Last week, the Reserve Bank of India (RBI) announced that it will introduce new Rs100 notes. These will be different in look and size from the ones currently in circulation. And that will put ATM operators across the country in a quandary as their machines will have to be recalibrated, again.
Adjusting all the 200,000-odd ATMs in India to the new notes will take around a year and cost over Rs100 crore ($14.5 million), according to industry experts. The existing Rs100 notes will not be withdrawn immediately.
“Definitely, this is likely to lead to ATMs running dry again,” Sanjeev Patel, CEO of Tata Communications Payments Solutions, which runs the Indicash network of ATMs, told Quartz.
And here’s why.
Typically, there are four cassettes in an ATM machine. Usually, one tray is filed with the Rs2,000 notes, the other two with Rs500, and one with Rs100 notes. Now, however, there will be the Rs200 notes and the new and old Rs100 notes, all of different sizes.
If a certain ATM’s settings don’t match the new notes, then that machine can’t be fully loaded. So it will run out of cash faster.

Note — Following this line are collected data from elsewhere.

//! Topic matching and subscription management
//!
//! Filter matching and validation follow the MQTT topic rules; the registry
//! indexes subscriptions in a segment trie so a publish only visits the
//! branches that can match its topic.

mod matcher;
mod registry;
mod trie;

pub use matcher::{
    has_wildcards, matches, validate_topic_filter, validate_topic_filter_with_max_levels,
    validate_topic_name, validate_topic_name_with_max_levels,
};
pub use registry::{Subscription, SubscriptionRegistry};
pub use trie::TopicTrie;
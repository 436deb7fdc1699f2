//! Retained message store
//!
//! At most one message per topic. Storing an empty payload clears the
//! topic, so a later subscriber receives nothing for it.

use std::sync::Arc;
use std::time::Instant;

use ahash::AHashMap;
use bytes::Bytes;
use parking_lot::RwLock;

use crate::protocol::QoS;
use crate::topic;

#[derive(Debug, Clone)]
pub struct RetainedMessage {
    pub topic: Arc<str>,
    pub payload: Bytes,
    pub qos: QoS,
    pub stored_at: Instant,
}

#[derive(Debug, Default)]
pub struct RetainedStore {
    messages: RwLock<AHashMap<Arc<str>, RetainedMessage>>,
}

impl RetainedStore {
    pub fn new() -> Self {
        Self::default()
    }

    /// Store or replace the retained message for `topic`.
    /// An empty payload clears it instead. Returns whether a message is now stored.
    pub fn set(&self, topic: &Arc<str>, payload: Bytes, qos: QoS) -> bool {
        if payload.is_empty() {
            self.clear(topic);
            return false;
        }
        let message = RetainedMessage {
            topic: topic.clone(),
            payload,
            qos,
            stored_at: Instant::now(),
        };
        self.messages.write().insert(topic.clone(), message);
        true
    }

    /// Remove the retained message for `topic`; returns whether one existed
    pub fn clear(&self, topic: &str) -> bool {
        self.messages.write().remove(topic).is_some()
    }

    pub fn get(&self, topic: &str) -> Option<RetainedMessage> {
        self.messages.read().get(topic).cloned()
    }

    /// Retained messages whose topic matches `filter`, ordered by topic
    pub fn matching(&self, filter: &str) -> Vec<RetainedMessage> {
        let mut found: Vec<RetainedMessage> = self
            .messages
            .read()
            .values()
            .filter(|m| topic::matches(filter, &m.topic))
            .cloned()
            .collect();
        found.sort_by(|a, b| a.topic.cmp(&b.topic));
        found
    }

    pub fn len(&self) -> usize {
        self.messages.read().len()
    }

    pub fn is_empty(&self) -> bool {
        self.messages.read().is_empty()
    }
}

“This presents new complications because there is a discrepancy between the various denominations, sizes, and the number of trays,” said Loney Antony, managing director of Hitachi Payment Services, another firm that runs and manages ATMs. “Moreover, we haven’t even finished re-calibrating all the machines to adjust for the new Rs200 notes, so this will be another challenge and will require a great deal of planning.”

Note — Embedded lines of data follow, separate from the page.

//! Wire-level protocol types
//!
//! Packet, property and reason code definitions shared by the codec and the
//! broker. Both MQTT v3.1.1 and v5.0 framings are represented by the same
//! types; v5.0-only fields are simply left empty for v3.1.1 peers.

mod error;
mod packet;
mod properties;
mod reason;

pub use error::{DecodeError, EncodeError, ProtocolError};
pub use packet::*;
pub use properties::Properties;
pub use reason::ReasonCode;

/// Protocol level negotiated in CONNECT
#[derive(Debug, Clone, Copy, PartialEq, Eq, Hash)]
#[repr(u8)]
pub enum ProtocolVersion {
    /// MQTT v3.1.1 (protocol level 4)
    V311 = 4,
    /// MQTT v5.0 (protocol level 5)
    V5 = 5,
}

impl ProtocolVersion {
    pub fn from_u8(v: u8) -> Option<Self> {
        match v {
            // Level 3 (MQIsdp) is framed identically for the packets we handle
            3 | 4 => Some(ProtocolVersion::V311),
            5 => Some(ProtocolVersion::V5),
            _ => None,
        }
    }
}

/// Delivery guarantee of a message or subscription
///
/// `ExactlyOnce` exists only so it can be decoded and refused; the broker
/// never grants or forwards it.
#[derive(Debug, Clone, Copy, PartialEq, Eq, PartialOrd, Ord, Hash, Default)]
#[repr(u8)]
pub enum QoS {
    #[default]
    AtMostOnce = 0,
    AtLeastOnce = 1,
    ExactlyOnce = 2,
}

impl QoS {
    pub fn from_u8(v: u8) -> Option<Self> {
        match v {
            0 => Some(QoS::AtMostOnce),
            1 => Some(QoS::AtLeastOnce),
            2 => Some(QoS::ExactlyOnce),
            _ => None,
        }
    }

    /// Downgrade: the lower of two levels
    #[inline]
    pub fn min(self, other: Self) -> Self {
        if self <= other {
            self
        } else {
            other
        }
    }
}

/// When retained messages are sent for a new subscription (v5.0)
#[derive(Debug, Clone, Copy, PartialEq, Eq, Default)]
#[repr(u8)]
pub enum RetainHandling {
    #[default]
    SendAtSubscribe = 0,
    SendAtSubscribeIfNew = 1,
    DoNotSend = 2,
}

impl RetainHandling {
    pub fn from_u8(v: u8) -> Option<Self> {
        match v {
            0 => Some(RetainHandling::SendAtSubscribe),
            1 => Some(RetainHandling::SendAtSubscribeIfNew),
            2 => Some(RetainHandling::DoNotSend),
            _ => None,
        }
    }
}

/// Per-filter options carried in SUBSCRIBE
#[derive(Debug, Clone, Copy, PartialEq, Eq, Default)]
pub struct SubscriptionOptions {
    pub qos: QoS,
    /// Do not deliver messages published by the subscribing session itself
    pub no_local: bool,
    /// Keep the publisher's retain flag on live deliveries
    pub retain_as_published: bool,
    pub retain_handling: RetainHandling,
}

impl SubscriptionOptions {
    pub fn with_qos(qos: QoS) -> Self {
        Self {
            qos,
            ..Default::default()
        }
    }

    /// Parse the v5.0 options byte. Reserved bits must be zero.
    pub fn from_byte(byte: u8) -> Option<Self> {
        if byte & 0xC0 != 0 {
            return None;
        }
        Some(Self {
            qos: QoS::from_u8(byte & 0x03)?,
            no_local: byte & 0x04 != 0,
            retain_as_published: byte & 0x08 != 0,
            retain_handling: RetainHandling::from_u8((byte >> 4) & 0x03)?,
        })
    }

    pub fn to_byte(self) -> u8 {
        (self.qos as u8)
            | ((self.no_local as u8) << 2)
            | ((self.retain_as_published as u8) << 3)
            | ((self.retain_handling as u8) << 4)
    }
}

/// Control packet type from the high nibble of the fixed header
#[derive(Debug, Clone, Copy, PartialEq, Eq)]
#[repr(u8)]
pub enum PacketType {
    Connect = 1,
    ConnAck = 2,
    Publish = 3,
    PubAck = 4,
    Subscribe = 8,
    SubAck = 9,
    Unsubscribe = 10,
    UnsubAck = 11,
    PingReq = 12,
    PingResp = 13,
    Disconnect = 14,
}

impl PacketType {
    /// Types outside the supported set (QoS 2 flow, AUTH) map to `None`
    pub fn from_u8(v: u8) -> Option<Self> {
        match v {
            1 => Some(PacketType::Connect),
            2 => Some(PacketType::ConnAck),
            3 => Some(PacketType::Publish),
            4 => Some(PacketType::PubAck),
            8 => Some(PacketType::Subscribe),
            9 => Some(PacketType::SubAck),
            10 => Some(PacketType::Unsubscribe),
            11 => Some(PacketType::UnsubAck),
            12 => Some(PacketType::PingReq),
            13 => Some(PacketType::PingResp),
            14 => Some(PacketType::Disconnect),
            _ => None,
        }
    }
}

Coming within three months of a similar near-crisis, this is bound to fuel public annoyance. ”Ultimately it is the common man who suffers, especially the people in rural areas and a lot of these problems can be avoided by better planning which has been ignored once again,” Patel said.
Over the last two years or so, India’s suffered multiple bouts of cashlessness.
In November 2016, the Narendra Modi government demonetised two high-value notes with the primary intention of curbing black money. Overnight, the amount of hard cash circulating in the economy plummeted by 86% (in value).
However, the government’s move wasn’t backed by the printing of ample new notes or timely adjustments of ATMs to the new notes’ dimensions. This resulted in an acute cash crunch and allegations that the move itself was poorly planned in general.
Over the following months, long-winding queues outside ATM counters became a familiar sight in India, worsening the problem posed by the existing shortage of such machines—on average, there is just one machine per 5,500 citizens in India, compared to other economies like Canada where there is one for every 545 citizens.
Nevertheless, as the months passed by, cash circulation returned to normal and by April 2018 it even surpassed the pre-demonetisation levels.
Then, in March-April this year, came the second cash-crunch streak in pockets of the country. The reason for this was said to be cash returning in circulation faster than the government and the RBI had expected. People also began hoarding cash, falling prey to rumours that deposits may be unsafe in banks. Also, there was the logistical problem as ATM recalibration had not yet been completed.
Meanwhile, the ATM industry is reeling under high costs and thin margins. Frequent tweaks like these only add to their woes.
“The government and the RBI need to realise that cash rules and so people need ATMs and bank branches,” said an executive with a private sector bank, requesting anonymity. “And they can’t wish cash away only because they want to. Therefore, these things need to be better planned to avoid an adverse impact on the industry.”